**Saved entries**
• • • • •
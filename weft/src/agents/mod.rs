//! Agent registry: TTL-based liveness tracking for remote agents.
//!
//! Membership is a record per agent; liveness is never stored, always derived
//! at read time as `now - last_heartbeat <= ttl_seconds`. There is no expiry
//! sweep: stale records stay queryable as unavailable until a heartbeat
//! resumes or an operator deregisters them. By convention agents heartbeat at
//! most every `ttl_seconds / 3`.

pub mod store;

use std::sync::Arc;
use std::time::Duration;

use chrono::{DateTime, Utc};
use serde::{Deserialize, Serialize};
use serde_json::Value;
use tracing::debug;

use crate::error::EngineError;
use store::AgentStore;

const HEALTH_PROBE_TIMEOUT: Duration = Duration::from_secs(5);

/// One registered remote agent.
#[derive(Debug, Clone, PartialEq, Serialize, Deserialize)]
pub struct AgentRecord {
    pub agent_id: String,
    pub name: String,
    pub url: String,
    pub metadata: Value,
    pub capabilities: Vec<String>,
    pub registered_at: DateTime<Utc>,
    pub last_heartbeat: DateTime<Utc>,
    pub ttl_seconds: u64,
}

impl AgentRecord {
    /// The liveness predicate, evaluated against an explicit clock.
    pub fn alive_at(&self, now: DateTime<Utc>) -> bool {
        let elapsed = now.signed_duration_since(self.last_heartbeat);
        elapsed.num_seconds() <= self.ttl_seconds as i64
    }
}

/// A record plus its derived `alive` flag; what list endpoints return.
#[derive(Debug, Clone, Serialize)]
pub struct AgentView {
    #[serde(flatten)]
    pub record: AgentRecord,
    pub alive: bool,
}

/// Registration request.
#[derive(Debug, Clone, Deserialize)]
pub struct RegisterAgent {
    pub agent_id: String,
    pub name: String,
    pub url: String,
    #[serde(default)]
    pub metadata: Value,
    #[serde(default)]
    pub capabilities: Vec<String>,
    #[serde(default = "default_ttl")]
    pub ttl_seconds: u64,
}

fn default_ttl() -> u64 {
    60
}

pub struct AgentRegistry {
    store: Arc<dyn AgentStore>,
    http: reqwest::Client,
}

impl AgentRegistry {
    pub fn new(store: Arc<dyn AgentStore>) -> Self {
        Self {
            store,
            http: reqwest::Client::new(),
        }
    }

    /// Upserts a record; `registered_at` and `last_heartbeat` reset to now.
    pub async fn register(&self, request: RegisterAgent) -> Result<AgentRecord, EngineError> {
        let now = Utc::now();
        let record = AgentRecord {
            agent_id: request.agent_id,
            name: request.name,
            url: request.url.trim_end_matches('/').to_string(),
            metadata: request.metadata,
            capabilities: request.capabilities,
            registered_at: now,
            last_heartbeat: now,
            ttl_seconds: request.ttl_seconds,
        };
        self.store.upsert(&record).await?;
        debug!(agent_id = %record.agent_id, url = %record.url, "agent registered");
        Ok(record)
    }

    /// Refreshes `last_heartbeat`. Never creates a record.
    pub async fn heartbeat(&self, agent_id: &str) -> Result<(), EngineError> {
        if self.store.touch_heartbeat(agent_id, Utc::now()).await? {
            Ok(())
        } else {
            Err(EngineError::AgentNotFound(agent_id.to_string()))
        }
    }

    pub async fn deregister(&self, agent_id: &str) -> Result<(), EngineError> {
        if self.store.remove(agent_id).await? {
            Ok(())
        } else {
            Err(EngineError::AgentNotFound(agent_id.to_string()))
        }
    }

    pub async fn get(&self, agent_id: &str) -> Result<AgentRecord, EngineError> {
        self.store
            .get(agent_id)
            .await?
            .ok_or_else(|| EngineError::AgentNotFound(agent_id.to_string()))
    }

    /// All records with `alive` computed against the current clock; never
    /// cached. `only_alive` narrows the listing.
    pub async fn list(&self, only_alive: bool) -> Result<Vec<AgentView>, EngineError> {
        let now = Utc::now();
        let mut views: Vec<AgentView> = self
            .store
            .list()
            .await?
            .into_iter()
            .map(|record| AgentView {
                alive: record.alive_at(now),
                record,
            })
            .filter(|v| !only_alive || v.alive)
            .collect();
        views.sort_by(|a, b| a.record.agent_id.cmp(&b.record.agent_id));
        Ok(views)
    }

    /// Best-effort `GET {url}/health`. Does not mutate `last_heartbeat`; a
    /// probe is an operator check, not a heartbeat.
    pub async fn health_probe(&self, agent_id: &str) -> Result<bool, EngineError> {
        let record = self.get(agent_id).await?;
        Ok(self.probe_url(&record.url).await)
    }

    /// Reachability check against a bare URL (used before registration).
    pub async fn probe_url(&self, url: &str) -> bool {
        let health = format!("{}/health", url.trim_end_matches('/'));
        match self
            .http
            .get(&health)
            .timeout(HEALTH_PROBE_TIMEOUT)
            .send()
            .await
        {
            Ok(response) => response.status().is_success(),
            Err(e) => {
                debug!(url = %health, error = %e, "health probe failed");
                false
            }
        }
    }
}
• • • • •
**Required work**
Using the records above, copy each line that contains "impl".

**Your response**
impl AgentRecord {
impl AgentRegistry {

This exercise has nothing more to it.